## [Try it]
The records shown below are to be repeated exactly and completely.

-------

// Keystrata — KeyStore-wide edits

use std::collections::HashSet;

use super::Edit;
use crate::crypto::Password;
use crate::history::{HistoryError, HistoryMode, StateId, StoreHistory};
use crate::keystore::{EntryKind, KeyStoreError, KeyStoreType};

/// Set the password protecting the keystore as a whole.
pub fn set_store_password(history: &mut StoreHistory, password: Password) -> Result<StateId, HistoryError> {
    let mut next = history.create_basis_for_next_state(Edit::SetKeyStorePassword)?;
    next.set_password(password);

    let id = next.append();
    tracing::info!(state = %id, "KeyStore password changed");
    Ok(id)
}

/// Convert the keystore to another type by copying every entry into an
/// empty keystore of `target`. Every key entry must have a cached password.
/// Converting to the current type is a no-op. Aliases that `target` would
/// treat as the same alias are refused with `AliasExists`.
pub fn change_store_type(history: &mut StoreHistory, target: KeyStoreType) -> Result<StateId, HistoryError> {
    let current_type = history.current_state().store_type();
    if current_type == target {
        return Ok(history.current_id());
    }
    if history.mode() == HistoryMode::InPlace {
        return Err(KeyStoreError::Unsupported(current_type).into());
    }

    let mut next = history.create_basis_for_next_state(Edit::ChangeType(target))?;
    let mut converted = next.store().create_empty(target)?;
    let aliases = next.store().aliases()?;

    let mut normalized = HashSet::new();
    for alias in &aliases {
        if !normalized.insert(target.normalize_alias(alias)) {
            return Err(KeyStoreError::AliasExists(alias.clone()).into());
        }
    }

    for alias in aliases {
        match next.store().entry_kind(&alias)? {
            Some(EntryKind::TrustedCertificate) => {
                let certificate = next.store().trusted_certificate(&alias)?;
                converted.set_certificate_entry(&alias, certificate)?;
            }
            Some(EntryKind::KeyPair | EntryKind::Key) => {
                let password = next
                    .entry_password(&alias)
                    .ok_or_else(|| HistoryError::PasswordRequired(alias.clone()))?;
                let key = next.store().unlock_entry(&alias, password)?;
                let chain = next.store().certificate_chain(&alias)?;
                converted.set_key_entry(&alias, key, password, chain)?;
            }
            None => {}
        }
    }

    next.set_store(converted)?;

    let id = next.append();
    tracing::info!(from = %current_type, to = %target, state = %id, "KeyStore type changed");
    Ok(id)
}

// ─── Tests ───────────────────────────────────────────────────────────────────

-------

## [Your response]
// Keystrata — KeyStore-wide edits

use std::collections::HashSet;

use super::Edit;
use crate::crypto::Password;
use crate::history::{HistoryError, HistoryMode, StateId, StoreHistory};
use crate::keystore::{EntryKind, KeyStoreError, KeyStoreType};

/// Set the password protecting the keystore as a whole.
pub fn set_store_password(history: &mut StoreHistory, password: Password) -> Result<StateId, HistoryError> {
    let mut next = history.create_basis_for_next_state(Edit::SetKeyStorePassword)?;
    next.set_password(password);

    let id = next.append();
    tracing::info!(state = %id, "KeyStore password changed");
    Ok(id)
}

/// Convert the keystore to another type by copying every entry into an
/// empty keystore of `target`. Every key entry must have a cached password.
/// Converting to the current type is a no-op. Aliases that `target` would
/// treat as the same alias are refused with `AliasExists`.
pub fn change_store_type(history: &mut StoreHistory, target: KeyStoreType) -> Result<StateId, HistoryError> {
    let current_type = history.current_state().store_type();
    if current_type == target {
        return Ok(history.current_id());
    }
    if history.mode() == HistoryMode::InPlace {
        return Err(KeyStoreError::Unsupported(current_type).into());
    }

    let mut next = history.create_basis_for_next_state(Edit::ChangeType(target))?;
    let mut converted = next.store().create_empty(target)?;
    let aliases = next.store().aliases()?;

    let mut normalized = HashSet::new();
    for alias in &aliases {
        if !normalized.insert(target.normalize_alias(alias)) {
            return Err(KeyStoreError::AliasExists(alias.clone()).into());
        }
    }

    for alias in aliases {
        match next.store().entry_kind(&alias)? {
            Some(EntryKind::TrustedCertificate) => {
                let certificate = next.store().trusted_certificate(&alias)?;
                converted.set_certificate_entry(&alias, certificate)?;
            }
            Some(EntryKind::KeyPair | EntryKind::Key) => {
                let password = next
                    .entry_password(&alias)
                    .ok_or_else(|| HistoryError::PasswordRequired(alias.clone()))?;
                let key = next.store().unlock_entry(&alias, password)?;
                let chain = next.store().certificate_chain(&alias)?;
                converted.set_key_entry(&alias, key, password, chain)?;
            }
            None => {}
        }
    }

    next.set_store(converted)?;

    let id = next.append();
    tracing::info!(from = %current_type, to = %target, state = %id, "KeyStore type changed");
    Ok(id)
}

// ─── Tests ───────────────────────────────────────────────────────────────────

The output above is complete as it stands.